EXERCISE BRIEF -
Up to and including the line with "use crate::error::BridgeError;", repeat every line of the listing exactly, beginning at the first.

DATA -
┌──
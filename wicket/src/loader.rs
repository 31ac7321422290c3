//! Concurrent resource loading
//!
//! Fetch and decode run on a tokio runtime; completions cross back to the
//! single-threaded bridge through an unbounded channel, so bridge state
//! never needs a lock. Sources are `http(s)://` URLs (reqwest) or plain
//! filesystem paths (tokio::fs). There is no timeout and no cancellation;
//! a failed target sends its error and the lifecycle controller latches
//! Broken.

use tokio::sync::mpsc::{UnboundedReceiver, UnboundedSender, unbounded_channel};
use tracing::debug;

use crate::error::BridgeError;

/// A decoded RGBA8 texture image, uploaded to the GPU at instantiation.
#[derive(Debug, Clone, Default)]
pub struct TextureImage {
    pub width: u32,
    pub height: u32,
    pub pixels: Vec<u8>,
}

/// One resource the bridge needs before (stage 1) or after (stage 2)
/// module instantiation.
///
/// The atlas targets are opaque layout blobs the module reads back through
/// `fill_*_atlas`; the texture targets are the PNG images those layouts
/// index into.
#[derive(Debug, Clone, Copy, PartialEq, Eq)]
pub enum LoadTarget {
    Module,
    SpriteAtlas,
    TiledAtlas,
    SpriteTexture,
    TiledTexture,
    Music(u32),
    Sound(u32),
}

impl LoadTarget {
    /// File name of this target under the resource base.
    pub fn file_name(&self) -> String {
        match self {
            LoadTarget::Module => "module.wasm".to_string(),
            LoadTarget::SpriteAtlas => "sprites.atlas".to_string(),
            LoadTarget::TiledAtlas => "tiles.atlas".to_string(),
            LoadTarget::SpriteTexture => "sprites.png".to_string(),
            LoadTarget::TiledTexture => "tiles.png".to_string(),
            LoadTarget::Music(id) => format!("music{id}.ogg"),
            LoadTarget::Sound(id) => format!("sound{id}.ogg"),
        }
    }

    /// Stage-1 targets gate instantiation; audio targets gate start.
    pub fn is_core(&self) -> bool {
        !matches!(self, LoadTarget::Music(_) | LoadTarget::Sound(_))
    }
}

/// Every stage-1 target, in spawn order.
pub const CORE_TARGETS: [LoadTarget; 5] = [
    LoadTarget::Module,
    LoadTarget::SpriteAtlas,
    LoadTarget::TiledAtlas,
    LoadTarget::SpriteTexture,
    LoadTarget::TiledTexture,
];

/// Decoded resource content.
#[derive(Debug, Clone)]
pub enum LoadPayload {
    Module(Vec<u8>),
    /// An atlas layout blob, kept opaque for the module to parse.
    Blob(Vec<u8>),
    Texture(TextureImage),
    /// Encoded audio bytes, decoded later by the audio subsystem.
    Clip(Vec<u8>),
}

/// A completion delivered to the bridge thread.
#[derive(Debug)]
pub struct LoadEvent {
    pub target: LoadTarget,
    pub result: Result<LoadPayload, BridgeError>,
}

/// Join a resource base with a target file name.
pub fn resolve_source(base: &str, target: LoadTarget) -> String {
    let name = target.file_name();
    if base.is_empty() {
        name
    } else {
        format!("{}/{}", base.trim_end_matches('/'), name)
    }
}

pub struct Loader {
    runtime: tokio::runtime::Runtime,
    tx: UnboundedSender<LoadEvent>,
}

impl Loader {
    /// Create a loader and the receiving end the bridge drains.
    pub fn new() -> anyhow::Result<(Self, UnboundedReceiver<LoadEvent>)> {
        let runtime = tokio::runtime::Builder::new_multi_thread()
            .worker_threads(2)
            .enable_all()
            .build()?;
        let (tx, rx) = unbounded_channel();
        Ok((Self { runtime, tx }, rx))
    }

    /// Start fetching one target. Completion (or failure) arrives on the
    /// channel; the send only fails if the bridge is already gone.
    pub fn spawn(&self, base: &str, target: LoadTarget) {
        let source = resolve_source(base, target);
        let tx = self.tx.clone();
        self.runtime.spawn(async move {
            debug!(?target, source, "fetching");
            let result = fetch_and_decode(&source, target).await;
            let _ = tx.send(LoadEvent { target, result });
        });
    }
}

async fn fetch_and_decode(
    source: &str,
    target: LoadTarget,
) -> Result<LoadPayload, BridgeError> {
    let bytes = fetch_bytes(source).await.map_err(|e| BridgeError::ResourceLoad {
        target: source.to_string(),
        reason: format!("{e:#}"),
    })?;
    decode(bytes, target).map_err(|e| BridgeError::ResourceLoad {
        target: source.to_string(),
        reason: format!("{e:#}"),
    })
}

async fn fetch_bytes(source: &str) -> anyhow::Result<Vec<u8>> {
    if source.starts_with("http://") || source.starts_with("https://") {
        let response = reqwest::get(source).await?.error_for_status()?;
        Ok(response.bytes().await?.to_vec())
    } else {
        Ok(tokio::fs::read(source).await?)
    }
}

fn decode(bytes: Vec<u8>, target: LoadTarget) -> anyhow::Result<LoadPayload> {
    match target {
        LoadTarget::Module => Ok(LoadPayload::Module(bytes)),
        LoadTarget::SpriteAtlas | LoadTarget::TiledAtlas => Ok(LoadPayload::Blob(bytes)),
        LoadTarget::SpriteTexture | LoadTarget::TiledTexture => {
            let image =
                image::load_from_memory_with_format(&bytes, image::ImageFormat::Png)?.to_rgba8();
            let (width, height) = image.dimensions();
            Ok(LoadPayload::Texture(TextureImage {
                width,
                height,
                pixels: image.into_raw(),
            }))
        }
        LoadTarget::Music(_) | LoadTarget::Sound(_) => Ok(LoadPayload::Clip(bytes)),
    }
}

#[cfg(test)]
mod tests {
    use super::*;
    use std::io::Cursor;

    fn png_bytes(width: u32, height: u32) -> Vec<u8> {
        let img = image::RgbaImage::from_pixel(width, height, image::Rgba([9, 8, 7, 255]));
        let mut out = Cursor::new(Vec::new());
        image::DynamicImage::ImageRgba8(img)
            .write_to(&mut out, image::ImageFormat::Png)
            .unwrap();
        out.into_inner()
    }

    #[test]
    fn source_resolution() {
        assert_eq!(
            resolve_source("https://host/app", LoadTarget::Module),
            "https://host/app/module.wasm"
        );
        assert_eq!(
            resolve_source("https://host/app", LoadTarget::SpriteAtlas),
            "https://host/app/sprites.atlas"
        );
        assert_eq!(
            resolve_source("/data/app/", LoadTarget::Music(3)),
            "/data/app/music3.ogg"
        );
        assert_eq!(resolve_source("", LoadTarget::SpriteTexture), "sprites.png");
    }

    #[test]
    fn core_vs_audio_targets() {
        for target in CORE_TARGETS {
            assert!(target.is_core());
        }
        assert_eq!(CORE_TARGETS.len(), 5);
        assert!(!LoadTarget::Music(0).is_core());
        assert!(!LoadTarget::Sound(0).is_core());
    }

    #[test]
    fn texture_decodes_to_rgba() {
        let payload = decode(png_bytes(3, 2), LoadTarget::SpriteTexture).unwrap();
        match payload {
            LoadPayload::Texture(texture) => {
                assert_eq!((texture.width, texture.height), (3, 2));
                assert_eq!(texture.pixels.len(), 3 * 2 * 4);
                assert_eq!(&texture.pixels[..4], &[9, 8, 7, 255]);
            }
            other => panic!("unexpected payload {other:?}"),
        }
    }

    #[test]
    fn atlas_blob_passes_through_undecoded() {
        // Layout blobs are module-defined binary; the bridge must not
        // interpret them.
        let blob = vec![0xDE, 0xAD, 0xBE, 0xEF, 0x00, 0x01];
        assert!(matches!(
            decode(blob.clone(), LoadTarget::SpriteAtlas).unwrap(),
            LoadPayload::Blob(b) if b == blob
        ));
        assert!(matches!(
            decode(blob.clone(), LoadTarget::TiledAtlas).unwrap(),
            LoadPayload::Blob(b) if b == blob
        ));
    }

    #[test]
    fn bad_png_fails_decode() {
        assert!(decode(b"not a png".to_vec(), LoadTarget::TiledTexture).is_err());
    }

    #[test]
    fn module_and_clip_pass_through() {
        assert!(matches!(
            decode(vec![0, 1, 2], LoadTarget::Module).unwrap(),
            LoadPayload::Module(v) if v == vec![0, 1, 2]
        ));
        assert!(matches!(
            decode(vec![3], LoadTarget::Sound(0)).unwrap(),
            LoadPayload::Clip(v) if v == vec![3]
        ));
    }

    #[test]
    fn filesystem_load_delivers_event() {
        let dir = tempfile::TempDir::new().unwrap();
        std::fs::write(dir.path().join("sprites.png"), png_bytes(2, 2)).unwrap();

        let (loader, mut rx) = Loader::new().unwrap();
        loader.spawn(dir.path().to_str().unwrap(), LoadTarget::SpriteTexture);

        let event = rx.blocking_recv().unwrap();
        assert_eq!(event.target, LoadTarget::SpriteTexture);
        assert!(event.result.is_ok());
    }

    #[test]
    fn missing_file_reports_resource_load_error() {
        let dir = tempfile::TempDir::new().unwrap();
        let (loader, mut rx) = Loader::new().unwrap();
        loader.spawn(dir.path().to_str().unwrap(), LoadTarget::Module);

        let event = rx.blocking_recv().unwrap();
        match event.result {
            Err(BridgeError::ResourceLoad { target, .. }) => {
                assert!(target.ends_with("module.wasm"));
            }
            other => panic!("unexpected result {other:?}"),
        }
    }
}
└──
YOUR RESPONSE -
filename wicket/src/loader.rs
repository 31ac7321422290c3
//! Concurrent resource loading
//!
//! Fetch and decode run on a tokio runtime; completions cross back to the
//! single-threaded bridge through an unbounded channel, so bridge state
//! never needs a lock. Sources are `http(s)://` URLs (reqwest) or plain
//! filesystem paths (tokio::fs). There is no timeout and no cancellation;
//! a failed target sends its error and the lifecycle controller latches
//! Broken.

use tokio::sync::mpsc::{UnboundedReceiver, UnboundedSender, unbounded_channel};
use tracing::debug;

use crate::error::BridgeError;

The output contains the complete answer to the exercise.